After all, this is no small thing. Especially given Rogan, that famed fight commentator and podcaster to some 11 million people, has spent almost 20 years inside steel cages across the planet interviewing who knows how many warriors, winners, champions, even the beaten, bloodied and vanquished – yet only once shed tears.
Specifically, when holding a microphone up to Namajunas in April. Back when the diminutive Denver slugger, a fighter who had already won, then lost the women’s strawweight crown, went and earned it back once more in the most spectacular of ways – by head kicking Weili right out of her consciousness.
Which is how it goes with the Ballad of Thug Rose. This 52kg question mark who plays piano, attends church, journals and just happens to be among the baddest women to ever enter cages for cash.
“An artist,” is how Namajunas describes herself, right before predicting a finish for her rematch with Weili.
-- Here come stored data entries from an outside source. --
//! Frame-stamped caches for measured and rasterized strings
//!
//! Entries remember the frame they were last touched on. Once per frame the
//! drawer sweeps both caches and drops entries that have sat idle longer than
//! the eviction age.

use glint_core::{DataFormat, TextureId};
use rustc_hash::FxHashMap;

/// Identity of a cached string.
///
/// Ordered by font hash, then text, then color mode. The color mode is part
/// of the key so the same string drawn as an alpha mask and in full color
/// gets two independent textures.
#[derive(Debug, Clone, PartialEq, Eq, Hash, PartialOrd, Ord)]
pub struct CacheKey {
    pub font_hash: u32,
    pub text: String,
    pub full_color: bool,
}

impl CacheKey {
    pub fn new(font_hash: u32, text: &str, full_color: bool) -> Self {
        Self {
            font_hash,
            text: text.to_owned(),
            full_color,
        }
    }

    /// Key for the measure cache, which never depends on color mode
    pub fn measure(font_hash: u32, text: &str) -> Self {
        Self::new(font_hash, text, false)
    }
}

/// Something that remembers when it was last used
pub trait FrameStamped {
    fn last_used_frame(&self) -> u32;
}

/// A rasterized string
#[derive(Debug, Clone, PartialEq)]
pub struct StringEntry {
    /// Owned GPU texture. `None` for strings that rasterized to nothing.
    pub texture: Option<TextureId>,
    pub width: u32,
    pub height: u32,
    pub bm_width: u32,
    pub bm_height: u32,
    pub format: DataFormat,
    pub last_used_frame: u32,
}

impl StringEntry {
    /// Bytes held by the backing bitmap
    pub fn data_size(&self) -> usize {
        self.bm_width as usize * self.bm_height as usize * self.format.bytes_per_pixel()
    }
}

impl FrameStamped for StringEntry {
    fn last_used_frame(&self) -> u32 {
        self.last_used_frame
    }
}

/// Cached string metrics, in backend pixels
#[derive(Debug, Clone, Copy, PartialEq)]
pub struct MeasureEntry {
    pub width: f32,
    pub height: f32,
    pub leading: f32,
    pub last_used_frame: u32,
}

impl FrameStamped for MeasureEntry {
    fn last_used_frame(&self) -> u32 {
        self.last_used_frame
    }
}

/// Map from [`CacheKey`] to frame-stamped entries
#[derive(Debug)]
pub struct FrameCache<V> {
    entries: FxHashMap<CacheKey, V>,
}

impl<V> Default for FrameCache<V> {
    fn default() -> Self {
        Self {
            entries: FxHashMap::default(),
        }
    }
}

impl<V: FrameStamped> FrameCache<V> {
    pub fn new() -> Self {
        Self::default()
    }

    pub fn get(&self, key: &CacheKey) -> Option<&V> {
        self.entries.get(key)
    }

    pub fn get_mut(&mut self, key: &CacheKey) -> Option<&mut V> {
        self.entries.get_mut(key)
    }

    pub fn insert(&mut self, key: CacheKey, value: V) -> Option<V> {
        self.entries.insert(key, value)
    }

    pub fn len(&self) -> usize {
        self.entries.len()
    }

    pub fn is_empty(&self) -> bool {
        self.entries.is_empty()
    }

    pub fn values(&self) -> impl Iterator<Item = &V> {
        self.entries.values()
    }

    pub fn contains_key(&self, key: &CacheKey) -> bool {
        self.entries.contains_key(key)
    }

    /// Remove entries idle for more than `max_age` frames.
    ///
    /// `on_evict` runs on every stale entry before any of them leaves the map.
    /// Returns the number of evicted entries.
    pub fn evict_stale(
        &mut self,
        frame: u32,
        max_age: u32,
        mut on_evict: impl FnMut(&CacheKey, &mut V),
    ) -> usize {
        let is_stale = |v: &V| frame.wrapping_sub(v.last_used_frame()) > max_age;

        let mut evicted = 0;
        for (key, value) in self.entries.iter_mut() {
            if is_stale(value) {
                on_evict(key, value);
                evicted += 1;
            }
        }
        if evicted > 0 {
            self.entries.retain(|_, v| !is_stale(v));
        }
        evicted
    }

    /// Remove every entry, running `on_evict` on each first
    pub fn clear_with(&mut self, mut on_evict: impl FnMut(&mut V)) {
        for value in self.entries.values_mut() {
            on_evict(value);
        }
        self.entries.clear();
    }
}

#[cfg(test)]
mod tests {
    use super::*;

    fn measure(frame: u32) -> MeasureEntry {
        MeasureEntry {
            width: 10.0,
            height: 5.0,
            leading: 0.0,
            last_used_frame: frame,
        }
    }

    #[test]
    fn test_key_order() {
        let a = CacheKey::new(1, "zzz", false);
        let b = CacheKey::new(2, "aaa", false);
        let c = CacheKey::new(2, "bbb", false);
        let d = CacheKey::new(2, "bbb", true);
        assert!(a < b);
        assert!(b < c);
        assert!(c < d);
    }

    #[test]
    fn test_color_mode_is_part_of_identity() {
        assert_ne!(CacheKey::new(7, "hi", false), CacheKey::new(7, "hi", true));
        assert_eq!(CacheKey::measure(7, "hi"), CacheKey::new(7, "hi", false));
    }

    #[test]
    fn test_evict_stale() {
        let mut cache = FrameCache::new();
        cache.insert(CacheKey::measure(1, "old"), measure(0));
        cache.insert(CacheKey::measure(1, "edge"), measure(10));
        cache.insert(CacheKey::measure(1, "fresh"), measure(95));

        let mut seen = Vec::new();
        let evicted = cache.evict_stale(110, 100, |key, _| seen.push(key.text.clone()));

        assert_eq!(evicted, 1);
        assert_eq!(seen, vec!["old".to_string()]);
        assert_eq!(cache.len(), 2);
        assert!(cache.contains_key(&CacheKey::measure(1, "edge")));
    }

    #[test]
    fn test_clear_with_visits_everything() {
        let mut cache = FrameCache::new();
        cache.insert(CacheKey::measure(1, "a"), measure(0));
        cache.insert(CacheKey::measure(1, "b"), measure(0));

        let mut visited = 0;
        cache.clear_with(|_| visited += 1);
        assert_eq!(visited, 2);
        assert!(cache.is_empty());
    }

    #[test]
    fn test_string_entry_data_size() {
        let entry = StringEntry {
            texture: None,
            width: 10,
            height: 10,
            bm_width: 12,
            bm_height: 12,
            format: DataFormat::Rgba4444,
            last_used_frame: 0,
        };
        assert_eq!(entry.data_size(), 12 * 12 * 2);
    }
}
“Punch her in the face,” Namajunas says. “Then take her back and choke her out.”
Quizzed on what it is about her fighting style, and fight full stop, that brings a guy like Rogan to tears, she says: “I guess, I don’t approach fighting the same way most people do. “I take an artistic approach.
“So maybe that’s why?
“Because the definition of art, it’s a skill or craft you really hone to emotionally move people. And that’s exactly what I’m doing fighting.”
Speaking about his interviewing of Namajunas after the Weili win, Rogan said on his podcast recently: “It was this amazing thing.
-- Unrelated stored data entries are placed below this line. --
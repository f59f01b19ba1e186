//! Cached text drawing for Glint
//!
//! This crate provides:
//! - Font key to handle resolution with stable cache hashes
//! - A measure cache and a texture-backed raster cache keyed by font, text and color mode
//! - Once-per-frame eviction of idle entries
//! - Word wrapping on Unicode break opportunities
//! - Premultiplied-alpha conversion for alpha-mask and color bitmaps
//! - A system raster backend (fontdb discovery, rustybuzz shaping, swash rasterization)
//!
//! # Example
//!
//! ```ignore
//! use glint_core::{Align, Color, DrawBuffer, Point};
//! use glint_text::{FontFlags, TextConfig, TextDrawer};
//!
//! let mut drawer = TextDrawer::with_config(TextConfig::default());
//! let font = drawer.set_font_or_default("Inter", 16, FontFlags::empty());
//! let mut buffer = DrawBuffer::new();
//!
//! // Each frame
//! drawer.draw_string(&mut gpu, &mut buffer, "Hello", Point::new(10.0, 10.0), Color::WHITE, Align::TOP_LEFT);
//! drawer.once_per_frame(&mut gpu);
//! ```

pub mod backend;
pub mod cache;
pub mod config;
pub mod drawer;
pub mod emoji;
pub mod font;
pub mod premul;
pub mod registry;
pub mod system_fonts;
pub mod wrap;

pub use backend::{create_backend, Coverage, FaceId, RasterBackend, RasterBitmap, SwashBackend, TextMetrics};
pub use cache::{CacheKey, MeasureEntry, StringEntry};
pub use config::TextConfig;
pub use drawer::{select_format, TextBitmap, TextDrawer, TextDrawerWordWrapper};
pub use emoji::{contains_emoji, is_emoji};
pub use font::{FontFlags, FontHandle, FontKey};
pub use premul::{alpha_to_premul_4444, alpha_to_premul_8888, rgba_to_premul_8888};
pub use registry::FontHandleRegistry;
pub use system_fonts::{global_system_fonts, FontFace, GenericFont, SystemFonts};
pub use wrap::{wrap_text, MeasureWidth, WordWrapper};

use thiserror::Error;

/// Text rendering errors
#[derive(Error, Debug)]
pub enum TextError {
    #[error("Font not found: {0}")]
    FontNotFound(String),

    #[error("Invalid font data: {0}")]
    InvalidFontData(String),

    #[error("Rasterization failed: {0}")]
    Rasterization(String),

    #[error("Invalid configuration: {0}")]
    Config(String),
}

pub type Result<T> = std::result::Result<T, TextError>;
“They give her the title and … when I’m talking to her, she’s emotional, she’s crying – I’m crying. I cried. I totally cried. This is the first time I ever cried during an interview.” And why?
“It’s someone trying to overcome all the obstacles that are in play when you’re trying to be great,” he said.
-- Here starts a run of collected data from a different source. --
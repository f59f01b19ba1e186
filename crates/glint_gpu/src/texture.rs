//! GPU textures for uploaded text bitmaps

use crate::GpuError;
use glint_core::{DataFormat, TextureDesc};
use wgpu::util::DeviceExt;

/// wgpu format for an upload format. 4444 has no sampled wgpu equivalent.
pub fn texture_format(format: DataFormat) -> Option<wgpu::TextureFormat> {
    match format {
        DataFormat::R8Unorm => Some(wgpu::TextureFormat::R8Unorm),
        DataFormat::Rgba8888 => Some(wgpu::TextureFormat::Rgba8Unorm),
        DataFormat::Rgba4444 => None,
    }
}

/// Check a texture description against a maximum dimension
pub(crate) fn validate(desc: &TextureDesc<'_>, max_dim: u32) -> Result<wgpu::TextureFormat, GpuError> {
    let format = texture_format(desc.format).ok_or(GpuError::UnsupportedFormat(desc.format))?;

    if desc.width == 0 || desc.height == 0 || desc.width > max_dim || desc.height > max_dim {
        return Err(GpuError::InvalidSize {
            width: desc.width,
            height: desc.height,
            max: max_dim,
        });
    }

    let expected = desc.width as usize * desc.height as usize * desc.format.bytes_per_pixel();
    if desc.data.len() != expected {
        return Err(GpuError::DataLength {
            expected,
            actual: desc.data.len(),
        });
    }
    Ok(format)
}

/// A sampled texture holding one string bitmap
pub struct GpuTexture {
    /// The GPU texture
    texture: wgpu::Texture,
    /// Texture view for sampling
    view: wgpu::TextureView,
    width: u32,
    height: u32,
    format: DataFormat,
}

impl GpuTexture {
    /// Create a texture initialized with `desc.data`
    pub fn from_desc(
        device: &wgpu::Device,
        queue: &wgpu::Queue,
        desc: &TextureDesc<'_>,
    ) -> Result<Self, GpuError> {
        let format = validate(desc, device.limits().max_texture_dimension_2d)?;

        let texture = device.create_texture_with_data(
            queue,
            &wgpu::TextureDescriptor {
                label: Some(desc.tag),
                size: wgpu::Extent3d {
                    width: desc.width,
                    height: desc.height,
                    depth_or_array_layers: 1,
                },
                mip_level_count: 1,
                sample_count: 1,
                dimension: wgpu::TextureDimension::D2,
                format,
                usage: wgpu::TextureUsages::TEXTURE_BINDING | wgpu::TextureUsages::COPY_DST,
                view_formats: &[],
            },
            wgpu::util::TextureDataOrder::LayerMajor,
            desc.data,
        );

        let view = texture.create_view(&wgpu::TextureViewDescriptor::default());

        Ok(Self {
            texture,
            view,
            width: desc.width,
            height: desc.height,
            format: desc.format,
        })
    }

    /// Get the texture view for binding
    pub fn view(&self) -> &wgpu::TextureView {
        &self.view
    }

    pub fn dimensions(&self) -> (u32, u32) {
        (self.width, self.height)
    }

    pub fn format(&self) -> DataFormat {
        self.format
    }

    /// Bytes of texel data
    pub fn data_size(&self) -> usize {
        self.width as usize * self.height as usize * self.format.bytes_per_pixel()
    }

    /// Free the GPU memory now rather than when the last reference drops
    pub fn destroy(self) {
        self.texture.destroy();
    }
}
Then soon after: “There’s nothing about her that’s aggressive, nothing brutish.”
Which is why this Sunday inside Madison Square Garden, on a blockbuster card boasting headliner’s Kamaru Usman and Colby Covington, plus the lightweight banger that is Justin Gaethje versus Michael Chandler, Thug Rose could conceivably steal the show.
That, and make people feel.
“And it’s weird, man,” Namajunas concedes. “Really cool, but weird.”
Still, what was it like to see Rogan so visibly moved by a moment that was effectively you kicking another woman’s lights out?
“That’s insane,” the champ agrees. “I mean, he’s seen a lot of crazy stuff.”